Vol. 36, No. 1
Jusidman, Yishai, Artforum International
ART & IDEA
In his native Spain, Santiago Sierra’s stylish production took the form of post-Minimalist intervention (e.g. digging the floor of a medieval-cloister-turned-contemporary-art-space, or covering a gallery with pristine aluminum billboard supports.) When he headed to Mexico a couple of years ago, however, Sierra gave up his institutional and historical safety net, since the artistic establishment in amigo-country is notoriously wary of formalist- or post-formal – pyrotechnics. Whether by design or accident, Sierra’s site-specific works Mexico City have ended up addressing the idiosyncracies of local attitudes toward public art.

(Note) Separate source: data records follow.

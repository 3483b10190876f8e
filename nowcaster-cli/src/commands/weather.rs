//! Weather query commands: `sample`, `point`, `nowcast` and `match`.
//!
//! All of them print their result as JSON on stdout.

use crate::error::CliError;
use crate::runner::{geo_point, CliRunner};

/// Arguments shared by the weather queries.
pub struct QueryArgs {
    pub lat: f64,
    pub lon: f64,
    /// Layers to query; empty means every enabled layer
    pub layers: Vec<String>,
    /// Area search radius override
    pub radius: Option<u32>,
}

/// Run the `sample` command: legend histogram around the point per layer.
pub fn run_sample(runner: &CliRunner, args: QueryArgs) -> Result<(), CliError> {
    runner.log_startup("sample");
    let point = geo_point(args.lat, args.lon)?;
    let service = runner.create_service()?;

    let areas = service.sample_area(point, &args.layers, runner.search_radius(args.radius))?;
    runner.print_json(&areas)
}

/// Run the `point` command: legend label at the exact point per layer.
pub fn run_point(runner: &CliRunner, args: QueryArgs) -> Result<(), CliError> {
    runner.log_startup("point");
    let point = geo_point(args.lat, args.lon)?;
    let service = runner.create_service()?;

    let labels = service.sample_point(point, &args.layers)?;
    runner.print_json(&labels)
}

/// Run the `nowcast` command: point and area results grouped by source.
pub fn run_nowcast(runner: &CliRunner, args: QueryArgs) -> Result<(), CliError> {
    runner.log_startup("nowcast");
    let point = geo_point(args.lat, args.lon)?;
    let service = runner.create_service()?;

    let nowcast = service.nowcast(point, runner.search_radius(args.radius))?;
    runner.print_json(&nowcast)
}

/// Run the `match` command: which weather types occur at the point.
pub fn run_match(
    runner: &CliRunner,
    args: QueryArgs,
    weather_types: &[String],
) -> Result<(), CliError> {
    runner.log_startup("match");
    let point = geo_point(args.lat, args.lon)?;
    let service = runner.create_service()?;

    let matched =
        service.match_weather(point, weather_types, runner.search_radius(args.radius))?;
    runner.print_json(&matched)
}
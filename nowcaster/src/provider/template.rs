//! Request templates with `{x}`, `{y}`, `{z}` tile placeholders.

use crate::config::{BaseMapConfig, ImageryLayer, RadarSource};
use crate::coord::TileAddress;

use super::http::TileRequest;

/// Substitutes the tile placeholders of `template`.
///
/// `{x}` is the tile column, `{y}` the tile row and `{z}` the zoom level.
/// Any other text, including unknown placeholders, is left untouched.
pub fn render_template(template: &str, tile: &TileAddress) -> String {
    template
        .replace("{x}", &tile.x.to_string())
        .replace("{y}", &tile.y.to_string())
        .replace("{z}", &tile.z.to_string())
}

/// Everything needed to request one layer's tiles.
#[derive(Debug, Clone, PartialEq, Eq)]
pub struct EndpointTemplate {
    url: String,
    method: String,
    headers: Vec<(String, String)>,
    body: Option<String>,
    content_type: Option<String>,
}

impl EndpointTemplate {
    /// Creates a `GET` endpoint.
    pub fn get(url: impl Into<String>) -> Self {
        Self {
            url: url.into(),
            method: "GET".to_string(),
            headers: Vec::new(),
            body: None,
            content_type: None,
        }
    }

    /// Endpoint of one imagery layer, carrying its source's headers.
    pub fn for_layer(source: &RadarSource, layer: &ImageryLayer) -> Self {
        Self {
            url: layer.url.clone(),
            method: layer.method.clone(),
            headers: source.headers.clone(),
            body: layer.body.clone(),
            content_type: layer.content_type.clone(),
        }
    }

    /// Endpoint of the base map.
    pub fn for_base_map(base_map: &BaseMapConfig) -> Self {
        Self::get(base_map.url.clone()).with_headers(base_map.headers.clone())
    }

    /// Replaces the request headers (builder style).
    pub fn with_headers(mut self, headers: Vec<(String, String)>) -> Self {
        self.headers = headers;
        self
    }

    /// URL template.
    pub fn url(&self) -> &str {
        &self.url
    }

    /// Renders the request for a tile.
    pub fn render(&self, tile: &TileAddress) -> TileRequest {
        TileRequest {
            url: render_template(&self.url, tile),
            method: self.method.clone(),
            headers: self.headers.clone(),
            body: self.body.as_ref().map(|b| render_template(b, tile)),
            content_type: self.content_type.clone(),
        }
    }
}

#[cfg(test)]
mod tests {
    use super::*;
    use crate::legend::Legend;

    fn tile() -> TileAddress {
        TileAddress {
            x: 132,
            y: 92,
            z: 8,
            pixel_x: 12,
            pixel_y: 200,
        }
    }

    #[test]
    fn test_render_template() {
        assert_eq!(
            render_template("https://tiles.example.com/{z}/{x}/{y}.png", &tile()),
            "https://tiles.example.com/8/132/92.png"
        );
    }

    #[test]
    fn test_render_template_repeated_and_unknown_placeholders() {
        assert_eq!(
            render_template("{x}-{x}/{q}?zoom={z}", &tile()),
            "132-132/{q}?zoom=8"
        );
        assert_eq!(render_template("static.png", &tile()), "static.png");
    }

    #[test]
    fn test_layer_endpoint_renders_body_and_headers() {
        let mut source = RadarSource::new("radar", 8, Legend::default());
        source.headers = vec![("Referer".to_string(), "https://example.com".to_string())];
        let layer = ImageryLayer {
            name: "now".to_string(),
            url: "https://radar.example.com/tiles".to_string(),
            method: "POST".to_string(),
            body: Some("tile={z}/{x}/{y}".to_string()),
            content_type: Some("application/x-www-form-urlencoded".to_string()),
        };

        let request = EndpointTemplate::for_layer(&source, &layer).render(&tile());
        assert_eq!(request.url, "https://radar.example.com/tiles");
        assert_eq!(request.method, "POST");
        assert_eq!(request.body.as_deref(), Some("tile=8/132/92"));
        assert_eq!(request.headers, source.headers);
        assert_eq!(
            request.content_type.as_deref(),
            Some("application/x-www-form-urlencoded")
        );
    }

    #[test]
    fn test_base_map_endpoint() {
        let base_map = BaseMapConfig::new("https://osm.example.org/{z}/{x}/{y}.png", 10);
        let request = EndpointTemplate::for_base_map(&base_map).render(&tile());
        assert_eq!(request, TileRequest::get("https://osm.example.org/8/132/92.png"));
    }
}
//! Coordinate type definitions

use serde::Serialize;
use thiserror::Error;

/// Web Mercator valid latitude range
pub const MIN_LAT: f64 = -85.05112878;
pub const MAX_LAT: f64 = 85.05112878;

/// Valid longitude range
pub const MIN_LON: f64 = -180.0;
pub const MAX_LON: f64 = 180.0;

/// Zoom levels accepted by slippy-map tile servers
pub const MIN_ZOOM: u8 = 0;
pub const MAX_ZOOM: u8 = 22;

/// Default raster tile edge in pixels.
pub const DEFAULT_TILE_SIZE: u32 = 256;

/// A geographic point in decimal degrees (WGS84).
#[derive(Debug, Clone, Copy, PartialEq, Serialize)]
pub struct GeoPoint {
    /// Latitude, positive north
    pub latitude: f64,
    /// Longitude, positive east
    pub longitude: f64,
}

impl GeoPoint {
    /// Creates a point after checking it lies on the globe.
    ///
    /// Only the geographic range is checked here. Whether the point can be
    /// projected onto Web Mercator tiles is decided by
    /// [`to_tile_address`](super::to_tile_address).
    pub fn new(latitude: f64, longitude: f64) -> Result<Self, CoordError> {
        if !latitude.is_finite() || !(-90.0..=90.0).contains(&latitude) {
            return Err(CoordError::InvalidLatitude(latitude));
        }
        if !longitude.is_finite() || !(MIN_LON..=MAX_LON).contains(&longitude) {
            return Err(CoordError::InvalidLongitude(longitude));
        }
        Ok(Self {
            latitude,
            longitude,
        })
    }
}

/// A pixel inside one raster tile of a slippy-map pyramid.
///
/// `x`/`y` are tile indices at zoom `z` (both `< 2^z`), `pixel_x`/`pixel_y`
/// the offset inside that tile (both `< tile_size`).
#[derive(Debug, Clone, Copy, PartialEq, Eq, Hash, Serialize)]
pub struct TileAddress {
    /// Tile column, 0 at the antimeridian, increasing east
    pub x: u32,
    /// Tile row, 0 at the north edge, increasing south
    pub y: u32,
    /// Zoom level
    pub z: u8,
    /// Pixel column inside the tile
    pub pixel_x: u32,
    /// Pixel row inside the tile
    pub pixel_y: u32,
}

impl TileAddress {
    /// Geographic bounds of the tile (not of the pixel).
    ///
    /// Returns `(top_left, bottom_right)`.
    pub fn corners(&self) -> (GeoPoint, GeoPoint) {
        super::tile_corners(self.x, self.y, self.z)
    }
}

/// Errors that can occur during coordinate conversion.
#[derive(Debug, Clone, PartialEq, Error)]
pub enum CoordError {
    /// Latitude is not a finite value within [-90, 90]
    #[error("Invalid latitude: {0} (must be between -90 and 90)")]
    InvalidLatitude(f64),

    /// Longitude is not a finite value within [-180, 180]
    #[error("Invalid longitude: {0} (must be between -180 and 180)")]
    InvalidLongitude(f64),

    /// Latitude cannot be projected: the Mercator terms diverge towards the poles
    #[error("Latitude {0} is outside the Web Mercator domain (must be within ±85.05112878)")]
    OutsideProjection(f64),

    /// Zoom level is outside valid range
    #[error("Invalid zoom level: {0} (must be between 0 and 22)")]
    InvalidZoom(u8),

    /// Tile size must be at least one pixel
    #[error("Invalid tile size: {0}")]
    InvalidTileSize(u32),
}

Last November (after a requisite five-month-long, Kafka-esque adventure with the authorities responsible for granting permits) Sierra’s 15 Hexaedros de 250 cms de lado c/u(Fifteen 250 cm. cubes, 1996), built out of discarded material – cardboard, metal roofing sheets, plywood, drywall, etc. – was placed along a fittingly narrow and popular pedestrian alley in a downtown neighborhood. Comprised of rhythmically recomposed matter, the piece was perfectly attuned to the surrounding cityscape; Sierra’s palette was that of Mexico City’s abundant trash. The obtrusive 15 Hexaedros may have given the bewildered locals as much a taste of Richard Serra as they will ever get. And like Tilted Arc, Sierra’s artwork was summarily sentenced and removed (here, however, it took only two days, in a faithful image of domestic judicial practices).
His most recent installation, Fardo de 1000x4000x250 cm (4000x160x250 cm. bundle,1997) suffered a similar fate. The piece consisted of a shapeless cluster of cardboard packing, plastic bags, and tarp strapped to the facade of a nineteenth-century building that now houses a contemporary art gallery. Like the eclectic commercial street below, Fardo was unplanned, developing according to necessity. A jungle of ropes inside the gallery secured the bundle to the facade, running across rooms and fastened to every possible improvised mooring (knobs, columns, nails on the walls). Notwithstanding the careful embrace of edifice and artwork, Fardo gave the impression that the building was under repair, or that something was being moved in or out – that is, until neighbors realized otherwise and protests forced the piece to come down.
Strangely enough, the local regime has been largely tolerant of politically explicit public artworks and Happenings, perhaps under the supposition that art provides a harmless outlet for social frictions. Sierra’s work, however, proffered an unfamiliar face to the authorities: art in a foreign vocabulary that declared itself neither friend nor foe. (When indoubt, shoot….)
The language of artworks that require an institutionalized context in order to perform is not unlike the language of fashion: domestic codes dictate how the desired effect is achieved. Helmut Lang may guarantee your ticket to the hippest spots in London or New York, but the same garb in Bangkok or Cairo will, at the very least, land you in unsavory situations. While multiculturalism has supposedly fostered the avant-garde’s spread across borders, Sierra’s latest output demonstrates that the superstructure that supports avant-garde articulations remains to be exported. If provocation is seen as the first link in the causal chain towards reformation, Sierra has stumbled on an effective and subtlemeans of engagement that will surely bear more bitter fruit in the future.